Mohawk Industries, Inc. v. Carpenter
Facts
Norman Carpenter sued Mohawk, alleging the company terminated him after he reported to human resources that Mohawk employed undocumented immigrants and then refused to recant those statements during a meeting with Mohawk's retained counsel in separate litigation. In Carpenter's suit, he moved to compel information about that meeting and the company's termination decision. Mohawk asserted the attorney-client privilege, and the district court agreed the privilege applied but held Mohawk had implicitly waived it through representations made in the separate Williams case.

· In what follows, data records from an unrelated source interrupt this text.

use serde::{Deserialize, Serialize};
use std::fmt;
use std::str::FromStr;

use crate::error::PositionParseError;

/// Maximum number of rows addressable in a sheet
pub const MAX_ROWS: i32 = 16_384;
/// Maximum number of columns addressable in a sheet (column XFD)
pub const MAX_COLS: i32 = 16_384;
/// Longest A1 label accepted by the decoder
pub const MAX_POSITION_LENGTH: usize = 17;
/// Most column letters an A1 label may carry
pub const MAX_POS_LETTER_COUNT: usize = 3;

const LETTERS: i32 = 26;

/// Cell coordinate (0-indexed internally)
///
/// Ordered by `(row, col)`, so sorted collections of positions iterate row-major.
#[derive(
    Debug, Clone, Copy, Hash, Eq, PartialEq, PartialOrd, Ord, Serialize, Deserialize,
)]
#[serde(into = "String", try_from = "String")]
pub struct Position {
    pub row: i32,
    pub col: i32,
}

impl Position {
    /// The "no position" sentinel, also returned by [`Position::from_a1`] on failure
    pub const NONE: Position = Position { row: -1, col: -1 };

    pub const fn new(row: i32, col: i32) -> Self {
        Position { row, col }
    }

    /// Check if this position lies inside the fixed sheet bounds
    pub fn is_valid(&self) -> bool {
        self.row >= 0 && self.row < MAX_ROWS && self.col >= 0 && self.col < MAX_COLS
    }

    /// Decode an A1 label, returning [`Position::NONE`] if it is malformed or out of bounds
    pub fn from_a1(label: &str) -> Self {
        Self::parse(label).unwrap_or(Position::NONE)
    }

    /// Decode an A1 label (e.g., "A1" -> (0, 0), "B2" -> (1, 1))
    ///
    /// Only uppercase letters are accepted and the row may not have a leading zero.
    pub fn parse(label: &str) -> Option<Self> {
        if label.is_empty() || label.len() > MAX_POSITION_LENGTH {
            return None;
        }

        let bytes = label.as_bytes();
        let mut letters = 0;
        while letters < bytes.len() && bytes[letters].is_ascii_alphabetic() {
            if !bytes[letters].is_ascii_uppercase() || letters >= MAX_POS_LETTER_COUNT {
                return None;
            }
            letters += 1;
        }

        if letters == 0 || letters == bytes.len() {
            return None;
        }

        let (col_str, row_str) = label.split_at(letters);
        if row_str.starts_with('0') || !row_str.bytes().all(|b| b.is_ascii_digit()) {
            return None;
        }

        // At most 16 digits survive the length check, so this cannot overflow
        let row: i64 = row_str.parse().ok()?;
        let row = row - 1;
        if row < 0 || row >= MAX_ROWS as i64 {
            return None;
        }

        let col = col_from_label(col_str)?;
        if col >= MAX_COLS {
            return None;
        }

        Some(Position::new(row as i32, col))
    }

    /// Encode to A1 notation (e.g., (0, 0) -> "A1"); invalid positions encode as ""
    pub fn to_a1(&self) -> String {
        if !self.is_valid() {
            return String::new();
        }
        format!("{}{}", col_to_label(self.col), self.row + 1)
    }
}

impl fmt::Display for Position {
    fn fmt(&self, f: &mut fmt::Formatter<'_>) -> fmt::Result {
        write!(f, "{}", self.to_a1())
    }
}

impl FromStr for Position {
    type Err = PositionParseError;

    fn from_str(s: &str) -> Result<Self, Self::Err> {
        Position::parse(s).ok_or_else(|| PositionParseError::new(s))
    }
}

impl From<Position> for String {
    fn from(pos: Position) -> Self {
        pos.to_a1()
    }
}

impl TryFrom<String> for Position {
    type Error = PositionParseError;

    fn try_from(value: String) -> Result<Self, Self::Error> {
        value.parse()
    }
}

/// Convert column index (0-indexed) to label (A, B, ..., Z, AA, AB, ...)
pub fn col_to_label(col: i32) -> String {
    let mut label = String::new();
    let mut n = col;

    while n >= 0 {
        label.insert(0, char::from(b'A' + (n % LETTERS) as u8));
        n = n / LETTERS - 1;
    }

    label
}

/// Convert column label (A, B, ..., Z, AA, AB, ...) to index (0-indexed)
///
/// Accepts uppercase letters only; labels longer than three letters are rejected.
pub fn col_from_label(label: &str) -> Option<i32> {
    if label.is_empty() || label.len() > MAX_POS_LETTER_COUNT {
        return None;
    }

    let mut col: i32 = 0;
    for c in label.bytes() {
        if !c.is_ascii_uppercase() {
            return None;
        }
        col = col * LETTERS + (c - b'A') as i32 + 1;
    }

    Some(col - 1)
}

/// Printable bounding box of a sheet: one past the maximum occupied row and column
#[derive(Debug, Clone, Copy, Default, Hash, Eq, PartialEq, Serialize, Deserialize)]
pub struct Size {
    pub rows: i32,
    pub cols: i32,
}

impl Size {
    pub const fn new(rows: i32, cols: i32) -> Self {
        Size { rows, cols }
    }

    /// Smallest size covering both `self` and `pos`
    pub fn covering(self, pos: Position) -> Self {
        Size {
            rows: self.rows.max(pos.row + 1),
            cols: self.cols.max(pos.col + 1),
        }
    }

    /// Check if `pos` sits on the last row or last column of this box
    pub fn is_on_boundary(&self, pos: Position) -> bool {
        pos.row + 1 == self.rows || pos.col + 1 == self.cols
    }
}
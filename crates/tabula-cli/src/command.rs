use std::io::Write;
use std::str::FromStr;

use tabula_core::Position;
use tabula_sheet::Sheet;

use crate::error::CommandError;

/// One line of shell input
#[derive(Debug, Clone, PartialEq)]
pub enum Command {
    /// Write raw text into a cell; the text is everything after the position
    Set { pos: Position, text: String },
    /// Print a cell snapshot as JSON, or `null`
    Get(Position),
    Clear(Position),
    /// Print the printable size as `rows cols`
    Size,
    Values,
    Texts,
}

impl Command {
    /// Run the command against `sheet`, writing any output to `out`
    pub fn execute<W: Write>(&self, sheet: &mut Sheet, out: &mut W) -> Result<(), CommandError> {
        match self {
            Command::Set { pos, text } => sheet.set_cell(*pos, text.as_str())?,
            Command::Get(pos) => {
                let snapshot = sheet.get_cell(*pos)?.map(|cell| cell.snapshot());
                serde_json::to_writer(&mut *out, &snapshot)?;
                writeln!(out)?;
            }
            Command::Clear(pos) => sheet.clear_cell(*pos)?,
            Command::Size => {
                let size = sheet.printable_size();
                writeln!(out, "{} {}", size.rows, size.cols)?;
            }
            Command::Values => sheet.print_values(out)?,
            Command::Texts => sheet.print_texts(out)?,
        }
        Ok(())
    }
}

impl FromStr for Command {
    type Err = CommandError;

    fn from_str(line: &str) -> Result<Self, Self::Err> {
        let (name, rest) = line.split_once(' ').unwrap_or((line, ""));

        match name {
            "set" => {
                let (pos, text) = rest.split_once(' ').unwrap_or((rest, ""));
                Ok(Command::Set {
                    pos: position_argument("set", pos)?,
                    text: text.to_string(),
                })
            }
            "get" => Ok(Command::Get(position_argument("get", rest.trim())?)),
            "clear" => Ok(Command::Clear(position_argument("clear", rest.trim())?)),
            "size" => no_argument("size", rest).map(|_| Command::Size),
            "values" => no_argument("values", rest).map(|_| Command::Values),
            "texts" => no_argument("texts", rest).map(|_| Command::Texts),
            other => Err(CommandError::Unknown(other.to_string())),
        }
    }
}

fn position_argument(command: &'static str, arg: &str) -> Result<Position, CommandError> {
    if arg.is_empty() {
        return Err(CommandError::MissingArgument {
            command,
            expected: "a position",
        });
    }
    Ok(arg.parse()?)
}

fn no_argument(command: &'static str, rest: &str) -> Result<(), CommandError> {
    let rest = rest.trim();
    if rest.is_empty() {
        Ok(())
    } else {
        Err(CommandError::UnexpectedArgument {
            command,
            argument: rest.to_string(),
        })
    }
}

#[cfg(test)]
mod tests {
    use super::*;
    use std::io;

    fn parse(line: &str) -> Result<Command, CommandError> {
        line.parse()
    }

    struct ClosedPipe;

    impl Write for ClosedPipe {
        fn write(&mut self, _: &[u8]) -> io::Result<usize> {
            Err(io::Error::new(io::ErrorKind::BrokenPipe, "closed"))
        }

        fn flush(&mut self) -> io::Result<()> {
            Ok(())
        }
    }

    #[test]
    fn test_parse_set_keeps_text_verbatim() {
        assert_eq!(
            parse("set B2 = 1 +  A1 ").unwrap(),
            Command::Set {
                pos: Position::new(1, 1),
                text: "= 1 +  A1 ".to_string(),
            }
        );
        assert_eq!(
            parse("set A1").unwrap(),
            Command::Set {
                pos: Position::new(0, 0),
                text: String::new(),
            }
        );
    }

    #[test]
    fn test_parse_simple_commands() {
        assert_eq!(parse("get C3").unwrap(), Command::Get(Position::new(2, 2)));
        assert_eq!(parse("clear A1 ").unwrap(), Command::Clear(Position::new(0, 0)));
        assert_eq!(parse("size").unwrap(), Command::Size);
        assert_eq!(parse("values").unwrap(), Command::Values);
        assert_eq!(parse("texts").unwrap(), Command::Texts);
    }

    #[test]
    fn test_parse_errors() {
        assert!(matches!(parse("frobnicate"), Err(CommandError::Unknown(name)) if name == "frobnicate"));
        assert!(matches!(parse("get"), Err(CommandError::MissingArgument { command: "get", .. })));
        assert!(matches!(parse("set a1 5"), Err(CommandError::Position(_))));
        assert!(matches!(parse("size 3"), Err(CommandError::UnexpectedArgument { .. })));
    }

    #[test]
    fn test_execute_get_and_size() {
        let mut sheet = Sheet::new();
        let mut out = Vec::new();

        parse("get A1").unwrap().execute(&mut sheet, &mut out).unwrap();
        parse("set B1 =A1+2").unwrap().execute(&mut sheet, &mut out).unwrap();
        parse("get B1").unwrap().execute(&mut sheet, &mut out).unwrap();
        parse("size").unwrap().execute(&mut sheet, &mut out).unwrap();

        assert_eq!(
            String::from_utf8(out).unwrap(),
            "null\n{\"position\":\"B1\",\"text\":\"=A1+2\",\"value\":\"2\",\"references\":[\"A1\"]}\n1 2\n"
        );
    }

    #[test]
    fn test_execute_surfaces_sheet_errors() {
        let mut sheet = Sheet::new();
        let mut out = Vec::new();

        let result = parse("set A1 =A1").unwrap().execute(&mut sheet, &mut out);
        assert!(matches!(result, Err(CommandError::Sheet(_))));
        assert!(out.is_empty());
    }

    #[test]
    fn test_execute_get_reports_writer_failure_as_io() {
        let mut sheet = Sheet::new();
        sheet.set_cell(Position::new(0, 0), "x").unwrap();

        for line in ["get A1", "get B1"] {
            let result = parse(line).unwrap().execute(&mut sheet, &mut ClosedPipe);
            assert!(
                matches!(&result, Err(CommandError::Io(e)) if e.kind() == io::ErrorKind::BrokenPipe),
                "{:?}",
                result
            );
        }
    }
}
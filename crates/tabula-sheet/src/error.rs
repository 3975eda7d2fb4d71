use thiserror::Error;

use tabula_core::Position;
use tabula_formula::ParseError;

/// Reasons a sheet operation is rejected
///
/// A rejected write leaves every cell's content and edges as they were.
#[derive(Error, Debug, Clone, PartialEq)]
pub enum SheetError {
    #[error("Invalid position: ({}, {})", .0.row, .0.col)]
    InvalidPosition(Position),

    #[error("Circular dependency: formula in {0} would depend on itself")]
    CircularDependency(Position),

    #[error("Formula error: {0}")]
    FormulaParse(#[from] ParseError),
}
use crate::ast::{BinaryOp, Expr, UnaryOp};
use tabula_core::{CellLookup, FormulaError};

/// Evaluator for formula AST
pub struct Evaluator<'a, L>
where
    L: CellLookup + ?Sized,
{
    lookup: &'a L,
}

impl<'a, L> Evaluator<'a, L>
where
    L: CellLookup + ?Sized,
{
    pub fn new(lookup: &'a L) -> Self {
        Self { lookup }
    }

    /// Evaluate an expression AST to a number, or the error it produces
    pub fn evaluate(&self, expr: &Expr) -> Result<f64, FormulaError> {
        match expr {
            Expr::Number(n) => Ok(*n),

            Expr::CellRef(pos) => match self.lookup.cell_value(*pos) {
                Some(value) => value.as_number(),
                None => Ok(0.0),
            },

            Expr::InvalidRef(_) => Err(FormulaError::Ref),

            Expr::Binary { left, op, right } => self.evaluate_binary(left, *op, right),

            Expr::Unary { op, operand } => {
                let value = self.evaluate(operand)?;
                Ok(match op {
                    UnaryOp::Neg => -value,
                    UnaryOp::Pos => value,
                })
            }
        }
    }

    fn evaluate_binary(&self, left: &Expr, op: BinaryOp, right: &Expr) -> Result<f64, FormulaError> {
        // Errors propagate left to right
        let left_val = self.evaluate(left)?;
        let right_val = self.evaluate(right)?;

        let result = match op {
            BinaryOp::Add => left_val + right_val,
            BinaryOp::Sub => left_val - right_val,
            BinaryOp::Mul => left_val * right_val,
            BinaryOp::Div => left_val / right_val,
        };

        if result.is_finite() {
            Ok(result)
        } else {
            Err(FormulaError::Arithmetic)
        }
    }
}
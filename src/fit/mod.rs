//! Coefficient fitting.
//!
//! Responsibilities:
//!
//! - a generic Levenberg–Marquardt search over a forward model (`levenberg`)
//! - the diffusion estimator that plugs the trajectory simulator into it (`estimator`)

pub mod estimator;
pub mod levenberg;

pub use estimator::*;
pub use levenberg::*;
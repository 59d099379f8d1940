//! Synthetic FRAP kymographs.
//!
//! A Gaussian bleach spot is carved out of a flat profile, the recovery is
//! replayed with the trajectory simulator at a chosen coefficient, and
//! optional Gaussian read noise is added. Frame gaps can be jittered to mimic
//! the irregular timestamps of real acquisitions.
//!
//! Output is deterministic for a given seed.

use rand::prelude::*;
use rand::rngs::StdRng;
use rand_distr::Normal;

use crate::domain::{DiffusionModel, Profile, Trajectory};
use crate::error::AppError;
use crate::models::simulate;

/// Parameters of a synthetic acquisition.
#[derive(Debug, Clone)]
pub struct SynthParams {
    /// Samples along the line.
    pub n_positions: usize,
    /// Spatial step (µm).
    pub dx: f64,
    /// Frames including the first post-bleach one.
    pub n_frames: usize,
    /// Nominal gap between frames (s).
    pub frame_interval: f64,
    /// Relative jitter of each gap, uniform in `±jitter/2`.
    pub interval_jitter: f64,
    /// True diffusion coefficient (m²/s).
    pub coefficient: f64,
    /// Fractional intensity removed at the bleach centre (0..1).
    pub bleach_depth: f64,
    /// Gaussian width of the bleach spot (µm).
    pub bleach_width: f64,
    /// Standard deviation of additive noise.
    pub noise_sigma: f64,
    pub seed: u64,
}

impl Default for SynthParams {
    fn default() -> Self {
        Self {
            n_positions: 31,
            dx: 0.1,
            n_frames: 40,
            frame_interval: 0.5,
            interval_jitter: 0.2,
            coefficient: 1e-13,
            bleach_depth: 0.7,
            bleach_width: 0.4,
            noise_sigma: 0.0,
            seed: 42,
        }
    }
}

/// Generate a synthetic kymograph.
pub fn generate_kymograph(params: &SynthParams) -> Result<Trajectory, AppError> {
    if params.n_positions < 2 {
        return Err(AppError::new(2, "Synthetic profiles need at least 2 positions."));
    }
    if params.n_frames < 2 {
        return Err(AppError::new(2, "Synthetic kymographs need at least 2 frames."));
    }
    if !(params.dx.is_finite() && params.dx > 0.0) {
        return Err(AppError::new(2, "Spatial step must be finite and > 0."));
    }
    if !(params.frame_interval.is_finite() && params.frame_interval > 0.0) {
        return Err(AppError::new(2, "Frame interval must be finite and > 0."));
    }
    if !(0.0..2.0).contains(&params.interval_jitter) {
        return Err(AppError::new(2, "Interval jitter must be in [0, 2)."));
    }
    if !(0.0..=1.0).contains(&params.bleach_depth) {
        return Err(AppError::new(2, "Bleach depth must be in [0, 1]."));
    }
    if !(params.bleach_width.is_finite() && params.bleach_width > 0.0) {
        return Err(AppError::new(2, "Bleach width must be finite and > 0."));
    }
    if !(params.noise_sigma.is_finite() && params.noise_sigma >= 0.0) {
        return Err(AppError::new(2, "Noise sigma must be finite and >= 0."));
    }

    let mut rng = StdRng::seed_from_u64(params.seed);
    let timestamps = jittered_timestamps(&mut rng, params);
    let initial = bleach_profile(params);

    let clean = simulate(&initial, &DiffusionModel::new(params.coefficient, params.dx), &timestamps)?;
    let profiles = if params.noise_sigma > 0.0 {
        let normal = Normal::new(0.0, params.noise_sigma)
            .map_err(|e| AppError::new(4, format!("Noise distribution error: {e}")))?;
        clean
            .profiles
            .into_iter()
            .map(|row| row.into_iter().map(|v| v + normal.sample(&mut rng)).collect())
            .collect()
    } else {
        clean.profiles
    };

    Ok(Trajectory::new(params.dx, timestamps, profiles)?)
}

/// Flat unit profile with a Gaussian dip at the centre of the line.
pub fn bleach_profile(params: &SynthParams) -> Profile {
    let center = (params.n_positions - 1) as f64 * params.dx / 2.0;
    (0..params.n_positions)
        .map(|i| {
            let x = i as f64 * params.dx - center;
            1.0 - params.bleach_depth * (-(x / params.bleach_width).powi(2)).exp()
        })
        .collect()
}

fn jittered_timestamps(rng: &mut StdRng, params: &SynthParams) -> Vec<f64> {
    let half = params.interval_jitter / 2.0;
    let mut t = 0.0;
    let mut out = Vec::with_capacity(params.n_frames);
    out.push(t);
    for _ in 1..params.n_frames {
        let factor = if half > 0.0 { 1.0 + rng.gen_range(-half..half) } else { 1.0 };
        t += params.frame_interval * factor;
        out.push(t);
    }
    out
}
//! Reporting utilities: residuals and formatted terminal output.

pub mod format;

pub use format::*;

use crate::domain::{Profile, ResidualMatrix};
use crate::error::CoreError;

/// Element-wise `measured - simulated` for two matrices of the same shape.
pub fn compute_residuals(
    measured: &[Profile],
    simulated: &[Profile],
) -> Result<ResidualMatrix, CoreError> {
    if measured.len() != simulated.len() {
        return Err(CoreError::input_shape(format!(
            "residuals need matching row counts ({} measured, {} simulated)",
            measured.len(),
            simulated.len()
        )));
    }

    let mut rows = Vec::with_capacity(measured.len());
    for (i, (m, s)) in measured.iter().zip(simulated.iter()).enumerate() {
        if m.len() != s.len() {
            return Err(CoreError::input_shape(format!(
                "row {i}: {} measured values vs {} simulated",
                m.len(),
                s.len()
            )));
        }
        rows.push(m.iter().zip(s.iter()).map(|(a, b)| a - b).collect());
    }
    Ok(ResidualMatrix { rows })
}

/// Sum of squared residuals.
pub fn residual_sse(residuals: &ResidualMatrix) -> f64 {
    residuals.rows.iter().flatten().map(|r| r * r).sum()
}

The district court ordered disclosure, declined §1292(b) certification, but stayed the ruling so Mohawk could pursue other avenues of review.
Issue
Whether a district court order compelling disclosure of information over an attorney-client privilege objection, based on waiver, qualifies for immediate appeal under the collateral order doctrine of 28 U.S.C. §1291.
Rule
Under 28 U.S.C. §1291, only a narrow class of prejudgment collateral orders is immediately appealable, and only if the category of orders is effectively unreviewable after final judgment in a way that would imperil a substantial public interest or some particular value of a high order. Disclosure orders adverse to the attorney-client privilege do not meet that standard because effective review is available through postjudgment appeal and other established mechanisms such as §1292(b) certification, mandamus, sanctions-based review, and contempt appeals.